*** PROVIDED DATA ***

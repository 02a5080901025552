use guardian_agent::config::{
    Environment, FailPolicy, GuardianConfig, MongoConfig, NotifyConfig, RemoteConfig, SmtpConfig,
};
use guardian_agent::models::AgentCredentials;
use guardian_agent::services::{crypto, MemoryStore, MockMailer, MockRiskClient};
use guardian_agent::startup::Application;
use std::sync::Arc;

pub struct TestApp {
    pub address: String,
    pub port: u16,
    pub store: Arc<MemoryStore>,
    pub mailer: Arc<MockMailer>,
    pub client: Arc<MockRiskClient>,
}

pub fn test_config(active: bool, fail_policy: FailPolicy) -> GuardianConfig {
    GuardianConfig {
        common: agent_core::config::Config { port: 0 },
        environment: Environment::Dev,
        service_name: "guardian-agent-test".to_string(),
        log_level: "info".to_string(),
        remote: RemoteConfig {
            endpoint: "http://localhost:9".to_string(),
            public_base_url: "http://localhost:8080".to_string(),
            admin_email: "admin@example.com".to_string(),
            landing_url: "http://localhost:8080/".to_string(),
            active,
            fail_policy,
            reverse_dns: true,
            timeout_seconds: 1,
            sync_interval_seconds: 300,
        },
        mongodb: MongoConfig {
            uri: String::new(),
            database: String::new(),
            enabled: false,
        },
        smtp: SmtpConfig {
            host: "smtp.test.local".to_string(),
            port: 587,
            user: "test".to_string(),
            password: "test".to_string(),
            from_email: "test@example.com".to_string(),
            from_name: "Test Service".to_string(),
            enabled: false, // Use mock
        },
        notify: NotifyConfig {
            email_subject: "Security alert".to_string(),
            email_text: "From [IP] ([IP_REVERSE]) at [DATE] [TIME]".to_string(),
            email_html: "<p>From [IP] ([IP_REVERSE]) at [DATE] [TIME]</p>".to_string(),
            date_format: "%Y-%m-%d".to_string(),
            time_format: "%H:%M:%S".to_string(),
            test_mode: false,
            support_addr: Some("support@example.com".to_string()),
        },
    }
}

impl TestApp {
    pub async fn spawn() -> Self {
        Self::spawn_with(MockRiskClient::new(), test_config(false, FailPolicy::Open)).await
    }

    pub async fn spawn_with(client: MockRiskClient, config: GuardianConfig) -> Self {
        let store = Arc::new(MemoryStore::new());
        let mailer = Arc::new(MockMailer::new());
        let client = Arc::new(client);

        let app = Application::build_with(config, store.clone(), mailer.clone(), client.clone())
            .await
            .expect("Failed to build test application");

        let port = app.port();
        let address = format!("http://127.0.0.1:{}", port);

        tokio::spawn(async move {
            app.run_until_stopped().await.ok();
        });

        // Wait for the server to come up.
        let http = reqwest::Client::new();
        let health_url = format!("{}/health", address);
        for _ in 0..50 {
            if http.get(&health_url).send().await.is_ok() {
                break;
            }
            tokio::time::sleep(tokio::time::Duration::from_millis(50)).await;
        }

        TestApp {
            address,
            port,
            store,
            mailer,
            client,
        }
    }

    /// Put registered credentials into the store, as if the sync task had
    /// already completed.
    pub async fn seed_credentials(&self) -> AgentCredentials {
        use guardian_agent::services::AgentStore;

        let creds = AgentCredentials {
            agent_id: "agent-1".to_string(),
            key: crypto::generate_key_b64(),
            iv: crypto::generate_iv_b64(),
            org_id: "org-1".to_string(),
            auth_group_id: "group-1".to_string(),
            service_name: "guardian-agent-test".to_string(),
            salt: "f0f0".to_string(),
            reverse_dns: true,
        };
        self.store
            .save_credentials(&creds)
            .await
            .expect("Failed to seed credentials");
        creds
    }
}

*** End of PROVIDED DATA ***

Could you retype every line of the data exactly?

# [OUTPUT FOR THIS EXERCISE]
repository 02a5080901025552
use guardian_agent::config::{
    Environment, FailPolicy, GuardianConfig, MongoConfig, NotifyConfig, RemoteConfig, SmtpConfig,
};
use guardian_agent::models::AgentCredentials;
use guardian_agent::services::{crypto, MemoryStore, MockMailer, MockRiskClient};
use guardian_agent::startup::Application;
use std::sync::Arc;

pub struct TestApp {
    pub address: String,
    pub port: u16,
    pub store: Arc<MemoryStore>,
    pub mailer: Arc<MockMailer>,
    pub client: Arc<MockRiskClient>,
}

pub fn test_config(active: bool, fail_policy: FailPolicy) -> GuardianConfig {
    GuardianConfig {
        common: agent_core::config::Config { port: 0 },
        environment: Environment::Dev,
        service_name: "guardian-agent-test".to_string(),
        log_level: "info".to_string(),
        remote: RemoteConfig {
            endpoint: "http://localhost:9".to_string(),
            public_base_url: "http://localhost:8080".to_string(),
            admin_email: "admin@example.com".to_string(),
            landing_url: "http://localhost:8080/".to_string(),
            active,
            fail_policy,
            reverse_dns: true,
            timeout_seconds: 1,
            sync_interval_seconds: 300,
        },
        mongodb: MongoConfig {
            uri: String::new(),
            database: String::new(),
            enabled: false,
        },
        smtp: SmtpConfig {
            host: "smtp.test.local".to_string(),
            port: 587,
            user: "test".to_string(),
            password: "test".to_string(),
            from_email: "test@example.com".to_string(),
            from_name: "Test Service".to_string(),
            enabled: false, // Use mock
        },
        notify: NotifyConfig {
            email_subject: "Security alert".to_string(),
            email_text: "From [IP] ([IP_REVERSE]) at [DATE] [TIME]".to_string(),
            email_html: "<p>From [IP] ([IP_REVERSE]) at [DATE] [TIME]</p>".to_string(),
            date_format: "%Y-%m-%d".to_string(),
            time_format: "%H:%M:%S".to_string(),
            test_mode: false,
            support_addr: Some("support@example.com".to_string()),
        },
    }
}

impl TestApp {
    pub async fn spawn() -> Self {
        Self::spawn_with(MockRiskClient::new(), test_config(false, FailPolicy::Open)).await
    }

    pub async fn spawn_with(client: MockRiskClient, config: GuardianConfig) -> Self {
        let store = Arc::new(MemoryStore::new());
        let mailer = Arc::new(MockMailer::new());
        let client = Arc::new(client);

        let app = Application::build_with(config, store.clone(), mailer.clone(), client.clone())
            .await
            .expect("Failed to build test application");

        let port = app.port();
        let address = format!("http://127.0.0.1:{}", port);

        tokio::spawn(async move {
            app.run_until_stopped().await.ok();
        });

        // Wait for the server to come up.
        let http = reqwest::Client::new();
        let health_url = format!("{}/health", address);
        for _ in 0..50 {
            if http.get(&health_url).send().await.is_ok() {
                break;
            }
            tokio::time::sleep(tokio::time::Duration::from_millis(50)).await;
        }

        TestApp {
            address,
            port,
            store,
            mailer,
            client,
        }
    }

    /// Put registered credentials into the store, as if the sync task had
    /// already completed.
    pub async fn seed_credentials(&self) -> AgentCredentials {
        use guardian_agent::services::AgentStore;

        let creds = AgentCredentials {
            agent_id: "agent-1".to_string(),
            key: crypto::generate_key_b64(),
            iv: crypto::generate_iv_b64(),
            org_id: "org-1".to_string(),
            auth_group_id: "group-1".to_string(),
            service_name: "guardian-agent-test".to_string(),
            salt: "f0f0".to_string(),
            reverse_dns: true,
        };
        self.store
            .save_credentials(&creds)
            .await
            .expect("Failed to seed credentials");
        creds
    }
}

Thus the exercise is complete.